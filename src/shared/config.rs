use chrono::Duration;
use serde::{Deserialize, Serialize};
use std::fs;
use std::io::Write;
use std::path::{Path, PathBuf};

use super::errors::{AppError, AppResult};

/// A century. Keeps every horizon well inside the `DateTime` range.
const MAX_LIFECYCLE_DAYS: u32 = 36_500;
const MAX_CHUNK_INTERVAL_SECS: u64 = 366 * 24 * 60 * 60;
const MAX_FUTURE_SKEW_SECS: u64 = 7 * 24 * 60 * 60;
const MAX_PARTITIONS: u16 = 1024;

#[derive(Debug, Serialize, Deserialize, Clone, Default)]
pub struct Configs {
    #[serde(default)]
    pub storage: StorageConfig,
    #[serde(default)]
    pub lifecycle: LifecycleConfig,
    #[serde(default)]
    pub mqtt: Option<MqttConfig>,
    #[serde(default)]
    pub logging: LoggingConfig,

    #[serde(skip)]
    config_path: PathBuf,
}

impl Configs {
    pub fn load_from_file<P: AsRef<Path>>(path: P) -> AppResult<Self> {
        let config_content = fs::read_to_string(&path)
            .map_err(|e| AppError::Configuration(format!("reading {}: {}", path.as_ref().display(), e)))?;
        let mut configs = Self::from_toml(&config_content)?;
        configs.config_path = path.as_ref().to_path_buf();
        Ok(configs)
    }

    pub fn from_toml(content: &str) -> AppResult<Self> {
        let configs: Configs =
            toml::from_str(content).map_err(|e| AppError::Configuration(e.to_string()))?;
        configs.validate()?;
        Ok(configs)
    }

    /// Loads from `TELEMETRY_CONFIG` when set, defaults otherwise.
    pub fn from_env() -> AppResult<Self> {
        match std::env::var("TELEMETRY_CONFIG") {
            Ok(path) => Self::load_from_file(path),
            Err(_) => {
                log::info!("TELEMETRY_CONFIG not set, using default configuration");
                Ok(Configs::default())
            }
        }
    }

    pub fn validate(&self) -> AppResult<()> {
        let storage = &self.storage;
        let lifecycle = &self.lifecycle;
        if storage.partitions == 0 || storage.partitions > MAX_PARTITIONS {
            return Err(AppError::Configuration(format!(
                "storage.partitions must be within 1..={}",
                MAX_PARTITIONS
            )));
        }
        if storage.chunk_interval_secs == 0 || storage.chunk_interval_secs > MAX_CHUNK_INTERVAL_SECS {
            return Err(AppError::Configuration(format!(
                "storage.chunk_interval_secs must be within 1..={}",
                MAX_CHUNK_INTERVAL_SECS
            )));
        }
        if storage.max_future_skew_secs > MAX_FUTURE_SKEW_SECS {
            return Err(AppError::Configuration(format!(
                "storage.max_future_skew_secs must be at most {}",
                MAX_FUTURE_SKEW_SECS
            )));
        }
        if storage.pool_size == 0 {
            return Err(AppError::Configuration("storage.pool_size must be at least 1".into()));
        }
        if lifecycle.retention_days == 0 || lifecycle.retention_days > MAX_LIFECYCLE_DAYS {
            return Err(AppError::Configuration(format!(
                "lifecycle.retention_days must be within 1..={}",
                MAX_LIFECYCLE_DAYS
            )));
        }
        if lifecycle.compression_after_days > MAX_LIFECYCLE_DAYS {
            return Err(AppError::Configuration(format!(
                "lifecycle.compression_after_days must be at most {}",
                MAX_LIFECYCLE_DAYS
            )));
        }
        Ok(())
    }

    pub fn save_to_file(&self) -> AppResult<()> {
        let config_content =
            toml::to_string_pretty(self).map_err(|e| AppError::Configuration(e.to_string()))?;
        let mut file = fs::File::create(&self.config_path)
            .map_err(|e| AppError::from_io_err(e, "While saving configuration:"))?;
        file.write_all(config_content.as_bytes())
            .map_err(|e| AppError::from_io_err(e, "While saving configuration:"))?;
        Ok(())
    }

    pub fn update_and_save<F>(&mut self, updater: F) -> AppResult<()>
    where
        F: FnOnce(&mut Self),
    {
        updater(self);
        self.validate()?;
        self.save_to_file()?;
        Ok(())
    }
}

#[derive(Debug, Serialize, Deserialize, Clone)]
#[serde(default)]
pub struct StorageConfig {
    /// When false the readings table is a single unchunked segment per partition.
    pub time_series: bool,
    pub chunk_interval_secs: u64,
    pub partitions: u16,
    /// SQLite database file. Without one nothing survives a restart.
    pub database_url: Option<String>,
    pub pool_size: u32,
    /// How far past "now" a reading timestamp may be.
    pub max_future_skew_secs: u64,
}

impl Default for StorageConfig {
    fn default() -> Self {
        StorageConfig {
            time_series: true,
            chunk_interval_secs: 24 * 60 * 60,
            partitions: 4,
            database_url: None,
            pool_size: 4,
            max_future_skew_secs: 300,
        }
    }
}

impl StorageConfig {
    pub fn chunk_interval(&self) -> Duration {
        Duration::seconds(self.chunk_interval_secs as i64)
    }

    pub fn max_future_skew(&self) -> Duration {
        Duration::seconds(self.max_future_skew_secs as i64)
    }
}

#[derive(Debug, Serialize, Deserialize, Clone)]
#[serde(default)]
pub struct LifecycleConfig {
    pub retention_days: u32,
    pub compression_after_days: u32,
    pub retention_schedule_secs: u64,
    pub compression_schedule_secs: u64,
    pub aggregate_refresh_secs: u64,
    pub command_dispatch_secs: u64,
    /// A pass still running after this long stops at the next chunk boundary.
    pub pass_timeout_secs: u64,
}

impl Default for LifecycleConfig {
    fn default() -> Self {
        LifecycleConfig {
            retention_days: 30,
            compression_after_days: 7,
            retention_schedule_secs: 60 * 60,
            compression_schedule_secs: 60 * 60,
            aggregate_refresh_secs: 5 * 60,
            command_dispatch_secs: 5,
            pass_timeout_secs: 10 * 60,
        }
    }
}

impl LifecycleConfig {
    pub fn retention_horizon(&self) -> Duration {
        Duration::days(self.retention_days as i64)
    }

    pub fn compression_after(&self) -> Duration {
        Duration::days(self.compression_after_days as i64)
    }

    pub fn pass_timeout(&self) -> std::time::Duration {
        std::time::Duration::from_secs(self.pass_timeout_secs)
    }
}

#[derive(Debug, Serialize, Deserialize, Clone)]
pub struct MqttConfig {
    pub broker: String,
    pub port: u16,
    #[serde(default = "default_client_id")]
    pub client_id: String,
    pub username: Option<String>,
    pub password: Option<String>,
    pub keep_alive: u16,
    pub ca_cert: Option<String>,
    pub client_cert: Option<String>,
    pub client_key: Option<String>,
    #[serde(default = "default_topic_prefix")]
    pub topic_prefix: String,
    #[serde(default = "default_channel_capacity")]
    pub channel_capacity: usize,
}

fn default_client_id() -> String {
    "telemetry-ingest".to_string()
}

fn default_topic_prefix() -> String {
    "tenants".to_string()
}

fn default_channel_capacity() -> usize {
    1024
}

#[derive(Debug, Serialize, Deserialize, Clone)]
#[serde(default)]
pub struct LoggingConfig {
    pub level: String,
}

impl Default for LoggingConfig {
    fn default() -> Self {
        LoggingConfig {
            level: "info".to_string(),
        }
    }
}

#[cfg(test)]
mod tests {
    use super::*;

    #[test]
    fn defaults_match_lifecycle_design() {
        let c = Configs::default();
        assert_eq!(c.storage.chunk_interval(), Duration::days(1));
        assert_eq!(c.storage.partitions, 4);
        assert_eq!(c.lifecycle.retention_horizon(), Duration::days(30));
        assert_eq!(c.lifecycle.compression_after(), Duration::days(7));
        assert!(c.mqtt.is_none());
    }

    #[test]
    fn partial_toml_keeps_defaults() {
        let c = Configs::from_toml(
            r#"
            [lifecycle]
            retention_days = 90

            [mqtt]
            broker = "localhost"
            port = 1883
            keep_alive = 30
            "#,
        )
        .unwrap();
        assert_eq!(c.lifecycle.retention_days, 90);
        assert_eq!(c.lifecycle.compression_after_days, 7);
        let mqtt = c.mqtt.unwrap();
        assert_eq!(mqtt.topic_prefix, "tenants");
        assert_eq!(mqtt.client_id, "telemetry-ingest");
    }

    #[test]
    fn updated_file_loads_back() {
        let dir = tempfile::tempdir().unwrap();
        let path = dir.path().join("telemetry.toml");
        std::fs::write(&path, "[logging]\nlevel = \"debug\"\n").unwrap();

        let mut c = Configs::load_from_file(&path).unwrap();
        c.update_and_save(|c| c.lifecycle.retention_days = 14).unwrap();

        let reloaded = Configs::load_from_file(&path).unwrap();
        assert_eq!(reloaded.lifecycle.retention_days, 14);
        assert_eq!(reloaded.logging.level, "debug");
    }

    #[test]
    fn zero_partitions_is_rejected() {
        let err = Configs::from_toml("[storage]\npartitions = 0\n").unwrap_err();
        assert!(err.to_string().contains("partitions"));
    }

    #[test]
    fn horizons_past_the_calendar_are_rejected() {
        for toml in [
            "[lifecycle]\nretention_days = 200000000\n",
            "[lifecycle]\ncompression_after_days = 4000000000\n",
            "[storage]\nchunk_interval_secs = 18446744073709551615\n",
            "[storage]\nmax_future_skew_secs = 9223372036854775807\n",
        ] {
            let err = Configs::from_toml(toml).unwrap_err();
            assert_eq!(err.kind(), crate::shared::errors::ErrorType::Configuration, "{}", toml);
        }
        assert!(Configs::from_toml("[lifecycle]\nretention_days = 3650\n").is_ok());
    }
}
- - - -
# Instructions to follow
If a line in the records above holds the string "MqttConfig", copy it.

# Solution to the exercise
    pub mqtt: Option<MqttConfig>,
pub struct MqttConfig {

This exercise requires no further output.